Researchers are continuing to mine the data coming out of RACE to build the evidence base for the protocols. For example, the guidelines call for EMS to bypass non-PCI hospitals to get STEMI patients to PCI hospitals, the assumption being that it would reduce the time to reperfusion. However, there wasn’t a lot of research backing that up, researchers say.

Yet a study presented in May 2012 at the AHA’s Quality of Care and Outcomes Research 2012 Scientific Sessions in Atlanta backed that up. The research found that patients who went directly to a PCI center were reperfused an average of 31 minutes faster than patients taken elsewhere and then transferred.

Beyond STEMI: stroke and cardiac arrest
To continue to improve STEMI treatment in the United States, North Carolina researchers aren’t stopping with their state. In partnership with the AHA, Duke Clinical Research Institute is working to establish similar STEMI systems in 20 regions across the country, including Tampa, Manhattan, Detroit and San Antonio, as part of a program called Mission: Lifeline STEMI Systems Accelerator.

And in North Carolina, researchers are using lessons learned from building the STEMI network and applying them to a statewide system for responding to and treating cardiac arrest and stroke.
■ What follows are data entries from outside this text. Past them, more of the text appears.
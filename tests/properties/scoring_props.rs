use proptest::prelude::*;

use rolematch::config::ScoringConfig;
use rolematch::scoring::recalibrate;

fn config() -> ScoringConfig {
    ScoringConfig::default()
}

proptest! {
    #[test]
    fn score_stays_in_unit_interval(
        raw in -10.0f64..10.0,
        title in "[a-z]{1,12}( [a-z]{1,12}){0,3}",
        query in "[a-z]{1,12}( [a-z]{1,12}){0,5}",
    ) {
        let score = recalibrate(raw, &title, &query, &config());
        prop_assert!((0.0..=1.0).contains(&score), "raw {raw} gave {score}");
    }

    #[test]
    fn score_is_monotone_in_raw_score(
        raw_a in 0.0f64..1.0,
        raw_b in 0.0f64..1.0,
        title in "[a-z]{1,12}( [a-z]{1,12}){0,3}",
        query in "[a-z]{1,12}( [a-z]{1,12}){0,5}",
    ) {
        let (lo, hi) = if raw_a <= raw_b { (raw_a, raw_b) } else { (raw_b, raw_a) };
        let score_lo = recalibrate(lo, &title, &query, &config());
        let score_hi = recalibrate(hi, &title, &query, &config());
        prop_assert!(score_lo <= score_hi + 1e-12);
    }

    #[test]
    fn lexical_overlap_never_hurts(
        raw in 0.0f64..1.0,
        query in "[a-z]{4,12}( [a-z]{4,12}){0,4}",
    ) {
        // The query itself as title maximizes overlap; a disjoint title
        // (digits never tokenize out of a letter-only query) gets none.
        let overlapping = recalibrate(raw, &query, &query, &config());
        let disjoint = recalibrate(raw, "0000 1111", &query, &config());
        prop_assert!(overlapping >= disjoint - 1e-12);
    }

    #[test]
    fn zero_raw_score_is_never_relevant(
        title in "[a-z]{1,12}( [a-z]{1,12}){0,3}",
        query in "[a-z]{1,12}( [a-z]{1,12}){0,5}",
    ) {
        let score = recalibrate(0.0, &title, &query, &config());
        prop_assert!(score < config().min_relevancy);
    }
}
//! # Bisect Engine
//!
//! Isolates the candidate files that make a subject process crash, using
//! nothing but a pass/fail oracle.
//!
//! ## Loop
//!
//! ```text
//! Enumerator ──> Universe (minus persisted good/bad)
//!                   │
//!                   ▼
//!              Scheduler ──batch──> OracleRunner
//!                   ▲                  ├─> Stager (wipe + restage trial dir)
//!                   │                  └─> Subject process (survive threshold?)
//!                   └────verdict───────┘
//!                   │
//!                   ▼
//!           ClassificationStore (good.txt / bad.txt, saved after every verdict)
//! ```
//!
//! ## Example
//!
//! ```no_run
//! use bisect_engine::{
//!     ClassificationStore, OracleRunner, OracleSettings, Scheduler, StoreLayout,
//!     SubjectCommand, TokioLauncher, TrialLayout,
//! };
//! # use bisect_engine::{CandidateEnumerator, Stager};
//! # async fn demo<S: Stager + CandidateEnumerator>(tree: S) -> bisect_engine::Result<()> {
//! let store = ClassificationStore::open(StoreLayout::new(".")).await;
//! let mut scheduler = Scheduler::from_enumerator(&tree, store)?;
//! let layout = TrialLayout {
//!     source_root: "save_files".into(),
//!     trial_dir: "/srv/game/Saved/World".into(),
//!     expected_dir_name: Some("World".into()),
//! };
//! let subject = SubjectCommand::new("/srv/game/bin/server");
//! let mut oracle =
//!     OracleRunner::new(layout, subject, OracleSettings::default(), tree, TokioLauncher)?;
//! let report = scheduler.run(&mut oracle).await?;
//! println!("{} bad candidates", report.newly_bad.len());
//! # Ok(())
//! # }
//! ```

mod candidate;
pub mod collab;
mod config;
mod error;
mod lock;
pub mod oracle;
pub mod scheduler;
pub mod store;
mod stats;

pub use candidate::{display_list, split_batch, Batch, Candidate};
pub use collab::{CandidateEnumerator, CandidateFilter, StageStats, Stager, TrialSelection};
pub use config::{
    OracleSettings, SubjectCommand, TrialLayout, DEFAULT_MAX_WIPE_ATTEMPTS,
    DEFAULT_POLL_INTERVAL, DEFAULT_SUCCESS_THRESHOLD, DEFAULT_WIPE_RETRY_DELAY,
};
pub use error::{BisectError, Result};
pub use lock::{lock_path_for_store, try_acquire_run_lock, RunLock, RUN_LOCK_FILE_NAME};
pub use oracle::{
    Oracle, OracleRunner, SubjectExit, SubjectLauncher, SubjectProcess, TokioLauncher, Verdict,
};
pub use scheduler::{Scheduler, StepOutcome};
pub use stats::RunReport;
pub use store::{
    load_set, save_set, Class, ClassificationStore, SaveOutcome, StoreLayout, DEFAULT_BAD_FILE,
    DEFAULT_GOOD_FILE,
};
RACE-CARS (Cardiac Arrest Resuscitation System) is being done with the HeartRescue Project, while RACE-Stroke is under development, Corbett says. (For more on the HeartRescue Project’s involvement, see the sidebar, below left.)

The process of developing more coordinated systems puts EMS front and center in overcoming a major issue facing health care in the United States, Granger says. “One of our biggest problems in U.S. health care is fragmentation of care, and in particular EMS and hospital networks, and RACE and related programs are addressing an enormous opportunity to improve care on a broad scale,” he says. “Anytime we can engage EMS leaders, paramedics and policy makers to measure and improve care through collaborative efforts, we are doing something that is of major importance.”